The 2021 parliamentary elections turned out to be significant in various ways. They were the first elections to take place during the COVID 19 pandemic crisis, amidst growing economic uncertainty due to the lengthy lockdowns and a political and institutional crisis caused by the “golden passports” corruption scandal. The latter was heightened after an Al Jazeera television documentary in which the then speaker of the Parliament, Demetris Syllouris, and an MP from the opposition party AKEL appeared to operate as mediators for arranging the naturalization of a criminal Chinese businessman. This incident triggered a series of events: the resignation of the President of the Parliament, an interim investigation for numerous applications for a Cypriot passport, especially for applicants with obscure criminal records aided by prestigious law firms in Cyprus, the abolition of the specific naturalization scheme upon Brussels’ pressure and an overwhelming public anger. Against this background, the composition of a new parliament could have been a transformative moment with the entry of new political parties protesting against corruption and expressing indignation against the existing political system. The results, however, did not produce such a moment, since most of the new parties did not manage to pass the threshold of 3.6 percent and enter the House of Representatives, but instead confirmed the status quo in the Cypriot political context.

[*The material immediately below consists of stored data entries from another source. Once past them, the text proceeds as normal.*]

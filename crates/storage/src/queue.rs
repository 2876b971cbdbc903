//! Redis Streams-based job queue for pipeline requests.

use async_trait::async_trait;
use chrono::{DateTime, Utc};
use redis::{aio::MultiplexedConnection, streams::*, AsyncCommands, Client};
use serde::de::DeserializeOwned;
use serde::{Deserialize, Serialize};
use std::marker::PhantomData;
use tracing::warn;
use uuid::Uuid;

use geop_common::{GeopError, GeopResult};

const STREAM_KEY: &str = "mapshed:jobs";
const CONSUMER_GROUP: &str = "mapshed-workers";

/// Pending entries idle this long belong to a dead consumer and are
/// claimed again. Longer than any chain is expected to run.
const RECLAIM_IDLE_MS: usize = 30 * 60 * 1000;

/// A queued request with its job id.
#[derive(Debug, Clone, Serialize, Deserialize)]
pub struct QueuedJob<T> {
    pub id: Uuid,
    pub created_at: DateTime<Utc>,
    pub payload: T,
    /// Stream entry the job was read from; set on claim, acked once the
    /// job has a terminal record.
    #[serde(skip)]
    pub entry_id: Option<String>,
}

impl<T> QueuedJob<T> {
    pub fn new(payload: T) -> Self {
        Self {
            id: Uuid::new_v4(),
            created_at: Utc::now(),
            payload,
            entry_id: None,
        }
    }
}

impl<T: Serialize> QueuedJob<T> {
    /// The stream entry's `data` field.
    pub fn encode(&self) -> GeopResult<String> {
        serde_json::to_string(self)
            .map_err(|e| GeopError::Internal(format!("Serialization failed: {}", e)))
    }
}

impl<T: DeserializeOwned> QueuedJob<T> {
    pub fn decode(data: &[u8], entry_id: impl Into<String>) -> GeopResult<Self> {
        let mut job: QueuedJob<T> = serde_json::from_slice(data)
            .map_err(|e| GeopError::Internal(format!("Deserialize failed: {}", e)))?;
        job.entry_id = Some(entry_id.into());
        Ok(job)
    }
}

/// Where workers take jobs from.
///
/// A claimed job stays pending until it is acked, so a job whose worker
/// dies mid-run is handed out again.
#[async_trait]
pub trait JobFeed<T>: Send + Sync {
    /// Next job for `consumer`, or `None` when nothing arrived in time.
    async fn claim_next(&self, consumer: &str) -> GeopResult<Option<QueuedJob<T>>>;

    /// Mark the claimed stream entry as done.
    async fn ack(&self, entry_id: &str) -> GeopResult<()>;
}

/// Redis Streams job queue, typed by its payload.
pub struct JobQueue<T> {
    conn: MultiplexedConnection,
    _payload: PhantomData<fn() -> T>,
}

impl<T> JobQueue<T>
where
    T: Serialize + DeserializeOwned,
{
    /// Connect to Redis and initialize the stream.
    pub async fn connect(redis_url: &str) -> GeopResult<Self> {
        let client = Client::open(redis_url)
            .map_err(|e| GeopError::JobStore(format!("Redis connection failed: {}", e)))?;

        let mut conn = client
            .get_multiplexed_async_connection()
            .await
            .map_err(|e| GeopError::JobStore(format!("Redis connection failed: {}", e)))?;

        // Create consumer group if it doesn't exist
        let _: Result<(), _> = redis::cmd("XGROUP")
            .arg("CREATE")
            .arg(STREAM_KEY)
            .arg(CONSUMER_GROUP)
            .arg("$")
            .arg("MKSTREAM")
            .query_async(&mut conn)
            .await;

        Ok(Self {
            conn,
            _payload: PhantomData,
        })
    }

    /// Enqueue a job and return its stream entry id.
    pub async fn enqueue(&self, job: &QueuedJob<T>) -> GeopResult<String> {
        let mut conn = self.conn.clone();
        let entry_id: String = redis::cmd("XADD")
            .arg(STREAM_KEY)
            .arg("*")
            .arg("job_id")
            .arg(job.id.to_string())
            .arg("data")
            .arg(job.encode()?)
            .query_async(&mut conn)
            .await
            .map_err(|e| GeopError::JobStore(format!("Enqueue failed: {}", e)))?;

        Ok(entry_id)
    }

    /// Take over one entry left pending by a consumer that went quiet.
    async fn reclaim_stale(&self, consumer: &str) -> GeopResult<Option<QueuedJob<T>>> {
        let mut conn = self.conn.clone();
        let reply: StreamAutoClaimReply = conn
            .xautoclaim_options(
                STREAM_KEY,
                CONSUMER_GROUP,
                consumer,
                RECLAIM_IDLE_MS,
                "0-0",
                StreamAutoClaimOptions::default().count(1),
            )
            .await
            .map_err(|e| GeopError::JobStore(format!("Reclaim failed: {}", e)))?;

        match reply.claimed.first() {
            Some(entry) => {
                warn!(entry = %entry.id, consumer, "Reclaimed stale job");
                decode_entry(entry)
            }
            None => Ok(None),
        }
    }
}

#[async_trait]
impl<T> JobFeed<T> for JobQueue<T>
where
    T: Serialize + DeserializeOwned + Send + Sync + 'static,
{
    async fn claim_next(&self, consumer: &str) -> GeopResult<Option<QueuedJob<T>>> {
        if let Some(job) = self.reclaim_stale(consumer).await? {
            return Ok(Some(job));
        }

        let opts = StreamReadOptions::default()
            .group(CONSUMER_GROUP, consumer)
            .count(1)
            .block(5000); // 5 second block

        let mut conn = self.conn.clone();
        let result: StreamReadReply = conn
            .xread_options(&[STREAM_KEY], &[">"], &opts)
            .await
            .map_err(|e| GeopError::JobStore(format!("Read failed: {}", e)))?;

        for stream_key in result.keys {
            for entry in stream_key.ids {
                if let Some(job) = decode_entry(&entry)? {
                    return Ok(Some(job));
                }
            }
        }

        Ok(None)
    }

    async fn ack(&self, entry_id: &str) -> GeopResult<()> {
        let mut conn = self.conn.clone();
        let _: () = conn
            .xack(STREAM_KEY, CONSUMER_GROUP, &[entry_id])
            .await
            .map_err(|e| GeopError::JobStore(format!("Ack failed: {}", e)))?;
        Ok(())
    }
}

fn decode_entry<T: DeserializeOwned>(entry: &StreamId) -> GeopResult<Option<QueuedJob<T>>> {
    let Some(data) = entry.map.get("data") else {
        return Ok(None);
    };
    let bytes: Vec<u8> = redis::from_redis_value(data)
        .map_err(|e| GeopError::Internal(format!("Parse failed: {}", e)))?;
    QueuedJob::decode(&bytes, entry.id.clone()).map(Some)
}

Although corruption was a flag issue during the campaign for many parties, especially the new ones, this was not truly the major concern of public opinion. Instead, opinion polls suggest that the economy, along with the classic Cyprus problem, were the most salient issues upon which the electorate formulated its vote choices (IMR, 2021 ; Cypronetwork, 2021). Against this background context the way to the election was long, intense and polarized. The parties and their candidates organized their promotion campaign events predominantly through social media since the lockdown did not allow for social events. This fact had two consequences: On the one hand, the use of social media for campaign reasons opened up new ways of communication and potentially created a new precedent for the use of new technologies in the forthcoming electoral campaigns in Cyprus. On the other, due to social media’s greater scope for interactivity, the campaign became toxic with the use of harsh language by candidates and party supporters, especially those of the new parties, while also providing a platform for the expression of generalized public anger and discontent.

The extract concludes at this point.